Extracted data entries
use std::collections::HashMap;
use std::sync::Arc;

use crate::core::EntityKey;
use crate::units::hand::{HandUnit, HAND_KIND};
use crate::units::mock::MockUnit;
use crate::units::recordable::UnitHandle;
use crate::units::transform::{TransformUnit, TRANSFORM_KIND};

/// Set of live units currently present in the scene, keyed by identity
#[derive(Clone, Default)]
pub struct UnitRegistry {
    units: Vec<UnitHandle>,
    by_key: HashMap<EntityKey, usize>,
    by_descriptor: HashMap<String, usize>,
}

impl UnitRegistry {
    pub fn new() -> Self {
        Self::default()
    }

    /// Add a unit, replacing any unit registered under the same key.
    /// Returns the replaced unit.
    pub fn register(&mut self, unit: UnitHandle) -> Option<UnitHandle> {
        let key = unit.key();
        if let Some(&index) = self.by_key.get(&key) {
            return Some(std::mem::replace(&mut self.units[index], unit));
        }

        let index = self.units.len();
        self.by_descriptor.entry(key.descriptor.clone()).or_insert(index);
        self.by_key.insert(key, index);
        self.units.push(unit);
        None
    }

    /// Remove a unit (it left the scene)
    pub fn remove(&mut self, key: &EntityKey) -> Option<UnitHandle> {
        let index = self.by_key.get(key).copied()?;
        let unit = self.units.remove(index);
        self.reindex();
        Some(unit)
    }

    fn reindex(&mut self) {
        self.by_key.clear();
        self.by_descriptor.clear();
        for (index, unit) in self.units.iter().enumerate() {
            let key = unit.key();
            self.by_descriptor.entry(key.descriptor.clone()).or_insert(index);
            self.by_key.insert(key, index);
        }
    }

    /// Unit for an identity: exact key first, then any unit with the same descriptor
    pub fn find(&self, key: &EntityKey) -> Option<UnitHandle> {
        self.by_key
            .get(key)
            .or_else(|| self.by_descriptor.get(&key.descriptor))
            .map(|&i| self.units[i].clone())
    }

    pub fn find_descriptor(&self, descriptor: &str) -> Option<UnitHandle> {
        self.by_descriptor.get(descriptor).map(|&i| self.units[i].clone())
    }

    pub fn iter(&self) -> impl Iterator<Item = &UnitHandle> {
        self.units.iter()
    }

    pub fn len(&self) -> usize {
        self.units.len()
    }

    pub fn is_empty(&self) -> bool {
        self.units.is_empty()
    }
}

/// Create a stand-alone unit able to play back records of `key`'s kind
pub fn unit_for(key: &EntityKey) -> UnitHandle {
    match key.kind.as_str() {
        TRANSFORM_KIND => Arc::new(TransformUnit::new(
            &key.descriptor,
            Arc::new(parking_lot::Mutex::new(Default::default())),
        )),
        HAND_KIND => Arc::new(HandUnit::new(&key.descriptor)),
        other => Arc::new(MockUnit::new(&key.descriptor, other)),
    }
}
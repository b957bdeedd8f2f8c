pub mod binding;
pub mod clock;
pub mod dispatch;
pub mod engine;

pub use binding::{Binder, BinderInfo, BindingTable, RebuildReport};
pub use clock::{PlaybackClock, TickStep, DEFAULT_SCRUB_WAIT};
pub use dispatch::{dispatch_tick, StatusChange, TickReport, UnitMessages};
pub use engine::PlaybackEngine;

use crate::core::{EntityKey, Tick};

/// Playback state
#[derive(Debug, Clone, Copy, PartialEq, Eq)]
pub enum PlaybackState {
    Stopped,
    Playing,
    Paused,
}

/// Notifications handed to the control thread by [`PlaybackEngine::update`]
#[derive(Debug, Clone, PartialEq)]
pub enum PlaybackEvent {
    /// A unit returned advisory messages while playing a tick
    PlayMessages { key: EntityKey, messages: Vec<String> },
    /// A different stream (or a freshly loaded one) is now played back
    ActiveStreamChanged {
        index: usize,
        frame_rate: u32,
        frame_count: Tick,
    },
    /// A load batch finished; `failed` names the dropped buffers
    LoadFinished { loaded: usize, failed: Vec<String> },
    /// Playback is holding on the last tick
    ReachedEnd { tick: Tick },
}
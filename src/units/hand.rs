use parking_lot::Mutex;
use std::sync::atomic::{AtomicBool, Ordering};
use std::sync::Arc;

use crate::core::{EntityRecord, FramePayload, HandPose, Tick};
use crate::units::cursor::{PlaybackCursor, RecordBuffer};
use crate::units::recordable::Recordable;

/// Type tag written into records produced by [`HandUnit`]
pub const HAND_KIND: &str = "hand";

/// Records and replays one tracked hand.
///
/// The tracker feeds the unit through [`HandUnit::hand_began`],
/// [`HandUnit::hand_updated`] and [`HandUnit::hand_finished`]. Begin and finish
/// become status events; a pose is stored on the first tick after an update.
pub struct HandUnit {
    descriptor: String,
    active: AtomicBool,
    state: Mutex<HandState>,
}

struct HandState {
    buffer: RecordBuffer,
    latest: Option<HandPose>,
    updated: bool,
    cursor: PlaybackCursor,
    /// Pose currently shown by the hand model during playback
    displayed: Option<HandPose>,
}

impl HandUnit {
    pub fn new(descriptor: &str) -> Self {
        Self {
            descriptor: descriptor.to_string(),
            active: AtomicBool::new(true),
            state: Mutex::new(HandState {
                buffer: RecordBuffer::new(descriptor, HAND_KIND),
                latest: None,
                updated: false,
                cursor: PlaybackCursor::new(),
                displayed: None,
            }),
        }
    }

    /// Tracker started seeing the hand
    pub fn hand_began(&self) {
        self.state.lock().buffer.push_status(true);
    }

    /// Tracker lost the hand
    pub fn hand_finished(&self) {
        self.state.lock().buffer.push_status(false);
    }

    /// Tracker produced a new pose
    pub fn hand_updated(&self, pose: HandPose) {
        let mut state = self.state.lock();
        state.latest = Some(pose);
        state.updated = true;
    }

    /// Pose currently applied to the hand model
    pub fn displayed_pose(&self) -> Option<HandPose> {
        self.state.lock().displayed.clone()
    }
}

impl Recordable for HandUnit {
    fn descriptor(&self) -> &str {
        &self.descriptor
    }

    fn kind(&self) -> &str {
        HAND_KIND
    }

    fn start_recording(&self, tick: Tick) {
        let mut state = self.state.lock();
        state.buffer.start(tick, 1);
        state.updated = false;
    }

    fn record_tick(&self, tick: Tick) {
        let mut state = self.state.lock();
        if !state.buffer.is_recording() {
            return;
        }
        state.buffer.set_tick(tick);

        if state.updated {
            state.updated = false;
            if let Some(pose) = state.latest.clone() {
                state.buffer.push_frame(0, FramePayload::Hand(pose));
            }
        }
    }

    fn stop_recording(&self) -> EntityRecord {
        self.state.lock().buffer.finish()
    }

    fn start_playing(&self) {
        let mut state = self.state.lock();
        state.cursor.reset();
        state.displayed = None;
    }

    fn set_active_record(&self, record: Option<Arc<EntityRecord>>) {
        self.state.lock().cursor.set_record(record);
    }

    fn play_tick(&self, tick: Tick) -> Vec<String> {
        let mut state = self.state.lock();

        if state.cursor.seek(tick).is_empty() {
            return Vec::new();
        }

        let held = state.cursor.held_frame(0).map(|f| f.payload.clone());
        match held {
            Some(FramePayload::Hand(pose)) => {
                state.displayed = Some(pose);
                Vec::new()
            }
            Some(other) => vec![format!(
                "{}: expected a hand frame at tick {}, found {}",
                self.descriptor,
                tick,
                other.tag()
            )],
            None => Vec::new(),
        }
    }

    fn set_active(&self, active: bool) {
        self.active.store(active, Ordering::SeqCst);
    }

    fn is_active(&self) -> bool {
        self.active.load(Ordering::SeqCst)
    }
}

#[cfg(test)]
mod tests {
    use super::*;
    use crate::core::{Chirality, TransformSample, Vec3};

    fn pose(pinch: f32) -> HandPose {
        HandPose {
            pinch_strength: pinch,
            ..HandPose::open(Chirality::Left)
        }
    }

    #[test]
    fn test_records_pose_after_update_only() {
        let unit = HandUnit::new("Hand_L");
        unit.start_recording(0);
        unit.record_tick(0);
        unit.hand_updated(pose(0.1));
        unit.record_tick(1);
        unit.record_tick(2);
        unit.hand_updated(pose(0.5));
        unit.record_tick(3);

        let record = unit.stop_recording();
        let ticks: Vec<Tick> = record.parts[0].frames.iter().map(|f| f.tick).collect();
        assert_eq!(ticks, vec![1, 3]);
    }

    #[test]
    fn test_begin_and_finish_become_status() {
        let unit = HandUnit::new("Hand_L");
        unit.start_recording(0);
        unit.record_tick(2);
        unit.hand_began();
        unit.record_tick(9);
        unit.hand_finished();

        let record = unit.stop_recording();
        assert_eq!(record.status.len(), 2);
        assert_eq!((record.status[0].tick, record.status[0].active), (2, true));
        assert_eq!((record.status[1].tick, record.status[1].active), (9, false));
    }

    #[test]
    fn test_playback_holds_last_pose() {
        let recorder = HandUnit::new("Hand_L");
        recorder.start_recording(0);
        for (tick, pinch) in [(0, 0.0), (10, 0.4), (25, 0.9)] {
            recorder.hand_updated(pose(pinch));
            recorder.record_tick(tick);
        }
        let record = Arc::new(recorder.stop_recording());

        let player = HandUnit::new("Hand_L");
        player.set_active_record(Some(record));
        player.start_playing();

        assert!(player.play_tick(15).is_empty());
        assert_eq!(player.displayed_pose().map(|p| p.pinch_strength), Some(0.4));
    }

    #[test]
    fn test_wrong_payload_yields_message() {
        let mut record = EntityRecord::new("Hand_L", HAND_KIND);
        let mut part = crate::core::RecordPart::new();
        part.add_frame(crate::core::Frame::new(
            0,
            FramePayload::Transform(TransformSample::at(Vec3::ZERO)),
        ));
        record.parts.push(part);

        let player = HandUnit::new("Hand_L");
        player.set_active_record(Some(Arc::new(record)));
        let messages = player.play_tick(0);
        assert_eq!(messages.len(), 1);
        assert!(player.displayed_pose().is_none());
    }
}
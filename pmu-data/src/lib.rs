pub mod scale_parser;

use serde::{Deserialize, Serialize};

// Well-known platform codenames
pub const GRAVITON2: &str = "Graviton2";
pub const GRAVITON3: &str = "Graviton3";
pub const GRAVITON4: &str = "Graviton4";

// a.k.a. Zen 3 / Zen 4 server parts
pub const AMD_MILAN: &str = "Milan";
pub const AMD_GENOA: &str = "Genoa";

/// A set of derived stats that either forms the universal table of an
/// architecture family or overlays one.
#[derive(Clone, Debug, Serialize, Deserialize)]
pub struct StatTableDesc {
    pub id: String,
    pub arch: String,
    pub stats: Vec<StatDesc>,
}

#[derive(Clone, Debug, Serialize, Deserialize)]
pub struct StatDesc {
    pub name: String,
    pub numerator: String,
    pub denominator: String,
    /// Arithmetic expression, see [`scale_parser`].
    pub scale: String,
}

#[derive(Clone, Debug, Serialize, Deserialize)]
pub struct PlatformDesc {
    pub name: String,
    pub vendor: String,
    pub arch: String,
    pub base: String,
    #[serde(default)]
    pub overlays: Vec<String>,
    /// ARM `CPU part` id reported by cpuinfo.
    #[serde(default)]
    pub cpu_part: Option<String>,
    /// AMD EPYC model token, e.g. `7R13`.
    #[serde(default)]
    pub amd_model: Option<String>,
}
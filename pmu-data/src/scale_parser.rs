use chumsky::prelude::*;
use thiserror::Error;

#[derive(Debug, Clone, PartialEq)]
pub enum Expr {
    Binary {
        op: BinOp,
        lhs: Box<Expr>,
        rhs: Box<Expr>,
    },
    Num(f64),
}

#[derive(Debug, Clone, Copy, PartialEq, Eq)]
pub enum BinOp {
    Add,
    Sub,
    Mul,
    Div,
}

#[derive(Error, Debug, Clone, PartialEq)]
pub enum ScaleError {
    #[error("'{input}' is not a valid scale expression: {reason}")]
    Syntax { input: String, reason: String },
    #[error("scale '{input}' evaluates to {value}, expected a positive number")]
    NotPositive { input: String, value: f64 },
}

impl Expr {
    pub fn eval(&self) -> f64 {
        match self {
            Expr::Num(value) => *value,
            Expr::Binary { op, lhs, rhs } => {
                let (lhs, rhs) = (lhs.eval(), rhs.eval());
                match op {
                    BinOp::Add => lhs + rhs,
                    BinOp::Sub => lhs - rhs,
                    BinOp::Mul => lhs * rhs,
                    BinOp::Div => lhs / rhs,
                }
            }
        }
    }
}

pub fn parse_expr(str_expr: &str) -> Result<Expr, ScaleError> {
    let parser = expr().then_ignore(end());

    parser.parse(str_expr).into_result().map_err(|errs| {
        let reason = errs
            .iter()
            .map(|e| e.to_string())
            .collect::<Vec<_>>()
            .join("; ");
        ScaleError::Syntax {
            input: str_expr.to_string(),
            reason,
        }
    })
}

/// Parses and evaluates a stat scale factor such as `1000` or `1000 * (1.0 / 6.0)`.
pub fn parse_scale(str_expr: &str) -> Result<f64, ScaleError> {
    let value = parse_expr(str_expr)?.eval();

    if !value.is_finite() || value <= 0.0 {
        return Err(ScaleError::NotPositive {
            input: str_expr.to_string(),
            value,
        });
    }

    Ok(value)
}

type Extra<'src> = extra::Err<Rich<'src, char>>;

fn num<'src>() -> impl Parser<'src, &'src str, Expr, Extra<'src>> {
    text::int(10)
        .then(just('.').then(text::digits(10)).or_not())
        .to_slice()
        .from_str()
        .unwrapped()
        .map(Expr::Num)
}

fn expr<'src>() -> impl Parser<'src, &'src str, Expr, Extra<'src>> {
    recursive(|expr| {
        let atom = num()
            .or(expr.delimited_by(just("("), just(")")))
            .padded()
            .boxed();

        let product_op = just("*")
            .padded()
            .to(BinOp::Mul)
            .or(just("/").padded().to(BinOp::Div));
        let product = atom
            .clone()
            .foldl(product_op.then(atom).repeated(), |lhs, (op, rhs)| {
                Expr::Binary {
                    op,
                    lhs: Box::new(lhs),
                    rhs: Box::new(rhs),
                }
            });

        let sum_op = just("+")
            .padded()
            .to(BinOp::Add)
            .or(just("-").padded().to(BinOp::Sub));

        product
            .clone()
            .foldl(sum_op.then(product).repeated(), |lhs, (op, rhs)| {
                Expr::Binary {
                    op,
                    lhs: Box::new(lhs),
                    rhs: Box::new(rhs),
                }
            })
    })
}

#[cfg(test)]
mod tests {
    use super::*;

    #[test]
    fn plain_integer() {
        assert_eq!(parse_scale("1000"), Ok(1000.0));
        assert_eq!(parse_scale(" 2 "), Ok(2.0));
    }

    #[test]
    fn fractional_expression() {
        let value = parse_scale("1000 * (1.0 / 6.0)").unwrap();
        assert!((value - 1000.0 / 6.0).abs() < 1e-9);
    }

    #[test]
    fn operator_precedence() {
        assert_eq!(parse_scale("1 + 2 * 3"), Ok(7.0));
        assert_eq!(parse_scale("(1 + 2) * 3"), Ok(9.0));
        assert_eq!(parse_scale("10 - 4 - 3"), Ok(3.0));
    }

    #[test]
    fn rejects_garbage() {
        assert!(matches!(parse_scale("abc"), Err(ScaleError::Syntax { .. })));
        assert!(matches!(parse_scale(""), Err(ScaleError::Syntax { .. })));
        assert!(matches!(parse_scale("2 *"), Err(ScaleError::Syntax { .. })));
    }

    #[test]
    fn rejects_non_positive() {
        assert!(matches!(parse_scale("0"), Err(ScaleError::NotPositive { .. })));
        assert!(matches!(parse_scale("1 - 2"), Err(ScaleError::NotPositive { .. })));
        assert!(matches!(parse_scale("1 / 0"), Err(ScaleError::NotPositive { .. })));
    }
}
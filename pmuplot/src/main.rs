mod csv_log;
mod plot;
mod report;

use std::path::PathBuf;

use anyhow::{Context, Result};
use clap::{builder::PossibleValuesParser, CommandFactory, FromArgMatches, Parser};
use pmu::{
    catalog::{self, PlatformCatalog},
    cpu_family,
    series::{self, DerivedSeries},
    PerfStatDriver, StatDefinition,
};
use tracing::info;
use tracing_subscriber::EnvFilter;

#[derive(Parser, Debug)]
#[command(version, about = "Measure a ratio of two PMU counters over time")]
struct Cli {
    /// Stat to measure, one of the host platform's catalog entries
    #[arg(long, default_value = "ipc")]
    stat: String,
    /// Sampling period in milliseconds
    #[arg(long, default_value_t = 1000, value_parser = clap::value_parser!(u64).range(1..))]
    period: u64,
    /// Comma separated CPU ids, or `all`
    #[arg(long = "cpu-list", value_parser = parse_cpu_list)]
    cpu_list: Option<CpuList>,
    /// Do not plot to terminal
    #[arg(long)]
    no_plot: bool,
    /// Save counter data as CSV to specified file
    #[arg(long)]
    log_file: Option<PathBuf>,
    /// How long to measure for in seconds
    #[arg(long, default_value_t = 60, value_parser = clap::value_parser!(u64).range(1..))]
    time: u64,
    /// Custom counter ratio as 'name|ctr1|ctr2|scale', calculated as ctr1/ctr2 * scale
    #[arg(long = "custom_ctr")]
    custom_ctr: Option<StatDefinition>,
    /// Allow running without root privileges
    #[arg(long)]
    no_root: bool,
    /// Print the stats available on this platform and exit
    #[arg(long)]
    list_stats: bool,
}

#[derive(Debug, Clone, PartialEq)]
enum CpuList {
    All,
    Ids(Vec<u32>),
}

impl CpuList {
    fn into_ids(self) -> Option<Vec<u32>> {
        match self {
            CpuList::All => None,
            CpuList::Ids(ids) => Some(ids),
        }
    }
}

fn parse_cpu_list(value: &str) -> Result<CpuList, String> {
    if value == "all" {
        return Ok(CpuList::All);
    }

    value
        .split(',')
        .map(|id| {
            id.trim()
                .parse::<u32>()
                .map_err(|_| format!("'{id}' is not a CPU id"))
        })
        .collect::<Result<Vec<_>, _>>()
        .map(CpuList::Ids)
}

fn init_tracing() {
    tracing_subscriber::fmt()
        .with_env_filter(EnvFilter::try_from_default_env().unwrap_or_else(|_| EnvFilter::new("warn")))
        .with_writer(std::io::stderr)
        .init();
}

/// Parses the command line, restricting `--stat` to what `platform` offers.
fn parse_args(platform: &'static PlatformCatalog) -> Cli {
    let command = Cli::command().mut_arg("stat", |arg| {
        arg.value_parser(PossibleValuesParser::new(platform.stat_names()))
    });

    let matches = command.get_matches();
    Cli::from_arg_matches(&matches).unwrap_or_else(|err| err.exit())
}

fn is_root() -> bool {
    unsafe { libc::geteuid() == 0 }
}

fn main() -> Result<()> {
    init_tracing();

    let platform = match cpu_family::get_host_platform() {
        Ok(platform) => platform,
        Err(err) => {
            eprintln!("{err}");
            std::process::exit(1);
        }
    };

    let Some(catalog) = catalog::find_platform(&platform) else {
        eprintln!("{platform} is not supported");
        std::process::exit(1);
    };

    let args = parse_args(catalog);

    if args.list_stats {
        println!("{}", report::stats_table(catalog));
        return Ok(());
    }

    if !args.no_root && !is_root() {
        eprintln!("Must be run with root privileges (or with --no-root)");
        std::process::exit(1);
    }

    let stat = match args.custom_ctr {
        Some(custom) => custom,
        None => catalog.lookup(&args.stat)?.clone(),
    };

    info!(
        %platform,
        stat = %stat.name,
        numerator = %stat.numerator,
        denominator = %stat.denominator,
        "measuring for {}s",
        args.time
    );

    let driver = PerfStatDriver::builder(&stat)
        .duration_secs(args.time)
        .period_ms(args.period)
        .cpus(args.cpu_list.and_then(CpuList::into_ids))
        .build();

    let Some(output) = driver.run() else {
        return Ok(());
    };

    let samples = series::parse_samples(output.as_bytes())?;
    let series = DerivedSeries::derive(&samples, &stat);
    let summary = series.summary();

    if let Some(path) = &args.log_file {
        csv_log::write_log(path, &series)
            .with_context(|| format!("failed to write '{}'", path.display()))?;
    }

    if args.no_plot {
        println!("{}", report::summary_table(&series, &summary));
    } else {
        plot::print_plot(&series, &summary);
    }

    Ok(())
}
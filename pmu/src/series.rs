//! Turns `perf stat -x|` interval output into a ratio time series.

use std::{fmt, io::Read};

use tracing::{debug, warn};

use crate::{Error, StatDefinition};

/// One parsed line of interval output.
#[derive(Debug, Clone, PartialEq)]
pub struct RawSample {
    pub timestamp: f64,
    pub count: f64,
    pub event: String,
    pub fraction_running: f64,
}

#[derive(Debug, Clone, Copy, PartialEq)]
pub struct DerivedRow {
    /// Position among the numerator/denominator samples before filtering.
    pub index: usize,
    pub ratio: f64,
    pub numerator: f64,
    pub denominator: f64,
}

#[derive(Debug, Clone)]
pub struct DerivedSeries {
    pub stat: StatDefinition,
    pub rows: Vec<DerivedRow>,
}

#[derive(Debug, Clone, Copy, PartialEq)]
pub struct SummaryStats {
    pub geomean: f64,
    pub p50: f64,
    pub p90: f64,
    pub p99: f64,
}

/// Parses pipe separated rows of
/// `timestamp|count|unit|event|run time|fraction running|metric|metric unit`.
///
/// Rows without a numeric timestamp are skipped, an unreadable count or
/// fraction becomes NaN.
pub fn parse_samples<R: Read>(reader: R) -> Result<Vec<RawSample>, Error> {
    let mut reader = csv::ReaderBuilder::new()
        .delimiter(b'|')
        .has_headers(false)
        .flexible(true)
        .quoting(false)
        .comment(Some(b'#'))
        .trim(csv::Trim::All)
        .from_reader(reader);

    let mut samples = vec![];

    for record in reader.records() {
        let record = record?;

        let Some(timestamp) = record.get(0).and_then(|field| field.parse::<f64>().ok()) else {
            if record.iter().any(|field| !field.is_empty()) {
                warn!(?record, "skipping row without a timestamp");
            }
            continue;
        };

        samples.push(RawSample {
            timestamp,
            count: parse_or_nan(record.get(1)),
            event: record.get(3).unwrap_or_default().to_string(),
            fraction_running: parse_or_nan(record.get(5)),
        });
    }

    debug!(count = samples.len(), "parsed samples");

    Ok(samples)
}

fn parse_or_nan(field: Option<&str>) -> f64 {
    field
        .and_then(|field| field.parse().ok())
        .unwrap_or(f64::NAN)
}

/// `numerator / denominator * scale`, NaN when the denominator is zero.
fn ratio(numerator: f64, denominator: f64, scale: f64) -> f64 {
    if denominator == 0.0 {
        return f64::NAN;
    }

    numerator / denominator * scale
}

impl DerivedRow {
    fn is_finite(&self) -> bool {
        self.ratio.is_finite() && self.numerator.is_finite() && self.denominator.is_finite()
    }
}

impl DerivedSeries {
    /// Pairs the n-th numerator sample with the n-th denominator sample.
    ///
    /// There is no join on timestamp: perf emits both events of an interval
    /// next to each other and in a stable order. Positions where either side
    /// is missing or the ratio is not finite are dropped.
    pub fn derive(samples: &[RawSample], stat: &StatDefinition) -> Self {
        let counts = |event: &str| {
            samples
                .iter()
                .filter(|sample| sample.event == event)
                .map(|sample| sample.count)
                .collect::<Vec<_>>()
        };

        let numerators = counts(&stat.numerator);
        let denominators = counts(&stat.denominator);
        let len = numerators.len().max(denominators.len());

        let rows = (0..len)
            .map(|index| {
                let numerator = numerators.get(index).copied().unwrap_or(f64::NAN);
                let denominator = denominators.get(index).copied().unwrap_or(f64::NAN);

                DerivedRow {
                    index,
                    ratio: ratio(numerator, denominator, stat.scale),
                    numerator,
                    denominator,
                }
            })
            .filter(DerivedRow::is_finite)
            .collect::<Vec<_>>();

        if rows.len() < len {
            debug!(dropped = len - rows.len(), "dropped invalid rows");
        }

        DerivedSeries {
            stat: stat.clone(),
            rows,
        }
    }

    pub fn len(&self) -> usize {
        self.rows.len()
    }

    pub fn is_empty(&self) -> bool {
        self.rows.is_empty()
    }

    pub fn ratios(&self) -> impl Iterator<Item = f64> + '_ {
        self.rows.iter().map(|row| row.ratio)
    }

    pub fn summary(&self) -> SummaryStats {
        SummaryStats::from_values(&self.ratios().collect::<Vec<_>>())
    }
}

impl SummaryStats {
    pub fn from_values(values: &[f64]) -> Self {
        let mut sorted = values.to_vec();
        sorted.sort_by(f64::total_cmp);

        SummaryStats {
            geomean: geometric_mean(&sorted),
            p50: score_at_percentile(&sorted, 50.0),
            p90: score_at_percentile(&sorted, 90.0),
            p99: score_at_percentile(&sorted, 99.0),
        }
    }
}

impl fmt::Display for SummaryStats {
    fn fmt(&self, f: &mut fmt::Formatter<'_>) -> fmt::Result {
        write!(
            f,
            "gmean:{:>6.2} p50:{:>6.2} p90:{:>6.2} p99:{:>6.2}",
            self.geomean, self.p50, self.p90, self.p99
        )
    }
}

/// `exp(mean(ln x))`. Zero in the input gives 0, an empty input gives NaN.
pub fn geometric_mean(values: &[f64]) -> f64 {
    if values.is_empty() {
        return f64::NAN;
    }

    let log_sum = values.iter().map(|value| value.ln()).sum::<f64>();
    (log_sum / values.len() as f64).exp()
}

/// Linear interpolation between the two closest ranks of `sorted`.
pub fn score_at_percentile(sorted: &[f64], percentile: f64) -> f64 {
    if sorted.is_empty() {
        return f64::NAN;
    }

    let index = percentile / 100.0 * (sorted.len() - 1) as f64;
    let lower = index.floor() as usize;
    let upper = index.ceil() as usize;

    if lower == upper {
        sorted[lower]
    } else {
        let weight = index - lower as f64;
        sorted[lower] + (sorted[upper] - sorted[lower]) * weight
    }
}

## What is needed:
All that is wanted is an exact copy of the lines above from the one with "pub fn score_at_percentile(sorted: &[f64], percentile: f64)" through the one with "let lower = index.floor() as usize;", with both ends included.

## Task response:
pub fn score_at_percentile(sorted: &[f64], percentile: f64) -> f64 {
    if sorted.is_empty() {
        return f64::NAN;
    }

    let index = percentile / 100.0 * (sorted.len() - 1) as f64;
    let lower = index.floor() as usize;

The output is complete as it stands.